Select the lines below containing the word "Some".

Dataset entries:
──────────────────────────────

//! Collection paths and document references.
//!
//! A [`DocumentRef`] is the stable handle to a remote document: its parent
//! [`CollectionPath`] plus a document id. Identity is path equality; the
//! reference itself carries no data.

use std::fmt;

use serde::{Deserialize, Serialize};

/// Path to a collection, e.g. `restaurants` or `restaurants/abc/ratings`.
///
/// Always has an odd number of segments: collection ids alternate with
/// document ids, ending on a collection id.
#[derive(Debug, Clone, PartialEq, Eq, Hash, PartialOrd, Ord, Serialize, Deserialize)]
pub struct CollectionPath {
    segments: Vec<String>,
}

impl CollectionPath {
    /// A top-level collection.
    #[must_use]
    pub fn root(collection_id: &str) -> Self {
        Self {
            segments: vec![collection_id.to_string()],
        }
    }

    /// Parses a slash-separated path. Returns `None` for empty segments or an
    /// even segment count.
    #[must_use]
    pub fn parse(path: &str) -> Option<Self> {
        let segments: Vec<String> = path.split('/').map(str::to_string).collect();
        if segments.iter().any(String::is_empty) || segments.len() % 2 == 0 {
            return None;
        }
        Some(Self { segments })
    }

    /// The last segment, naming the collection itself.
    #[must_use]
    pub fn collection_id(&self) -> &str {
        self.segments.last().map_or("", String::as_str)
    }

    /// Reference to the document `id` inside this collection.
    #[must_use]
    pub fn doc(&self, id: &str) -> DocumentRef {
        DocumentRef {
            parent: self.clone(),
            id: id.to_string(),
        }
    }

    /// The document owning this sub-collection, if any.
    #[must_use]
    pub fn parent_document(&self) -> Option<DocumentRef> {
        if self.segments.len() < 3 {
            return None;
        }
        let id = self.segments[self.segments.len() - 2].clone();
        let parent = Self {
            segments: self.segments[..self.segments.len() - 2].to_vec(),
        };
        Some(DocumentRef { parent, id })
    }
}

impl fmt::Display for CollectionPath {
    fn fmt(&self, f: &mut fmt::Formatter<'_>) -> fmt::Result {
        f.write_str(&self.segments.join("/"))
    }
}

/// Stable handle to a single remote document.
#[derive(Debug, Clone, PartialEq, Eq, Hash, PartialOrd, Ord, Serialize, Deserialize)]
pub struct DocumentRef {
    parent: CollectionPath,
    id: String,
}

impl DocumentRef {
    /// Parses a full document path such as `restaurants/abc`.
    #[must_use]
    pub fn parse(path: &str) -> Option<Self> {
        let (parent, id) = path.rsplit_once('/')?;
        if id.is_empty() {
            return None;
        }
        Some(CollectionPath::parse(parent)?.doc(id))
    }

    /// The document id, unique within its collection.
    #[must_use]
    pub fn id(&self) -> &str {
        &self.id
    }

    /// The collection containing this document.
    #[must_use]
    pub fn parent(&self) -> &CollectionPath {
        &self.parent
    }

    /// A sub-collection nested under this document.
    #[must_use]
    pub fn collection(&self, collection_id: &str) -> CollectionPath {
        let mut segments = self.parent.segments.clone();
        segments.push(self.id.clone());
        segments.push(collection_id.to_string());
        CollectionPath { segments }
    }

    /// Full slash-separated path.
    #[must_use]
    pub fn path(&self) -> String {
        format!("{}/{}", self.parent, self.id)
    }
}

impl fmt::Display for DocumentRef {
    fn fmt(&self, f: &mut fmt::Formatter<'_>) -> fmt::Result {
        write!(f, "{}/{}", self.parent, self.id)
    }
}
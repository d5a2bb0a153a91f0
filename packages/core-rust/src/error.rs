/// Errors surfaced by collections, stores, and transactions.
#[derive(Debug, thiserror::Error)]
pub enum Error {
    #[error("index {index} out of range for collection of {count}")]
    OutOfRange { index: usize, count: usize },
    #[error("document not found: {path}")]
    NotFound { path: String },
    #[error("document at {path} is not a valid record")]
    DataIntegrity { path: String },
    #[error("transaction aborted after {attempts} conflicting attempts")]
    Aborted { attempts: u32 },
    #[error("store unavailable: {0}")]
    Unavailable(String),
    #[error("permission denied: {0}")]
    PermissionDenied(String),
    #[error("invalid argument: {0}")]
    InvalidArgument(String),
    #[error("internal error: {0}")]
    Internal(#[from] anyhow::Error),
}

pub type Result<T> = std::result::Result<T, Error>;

──────────────────────────────

Task response:
        Some(Self { segments })
        Some(DocumentRef { parent, id })
        Some(CollectionPath::parse(parent)?.doc(id))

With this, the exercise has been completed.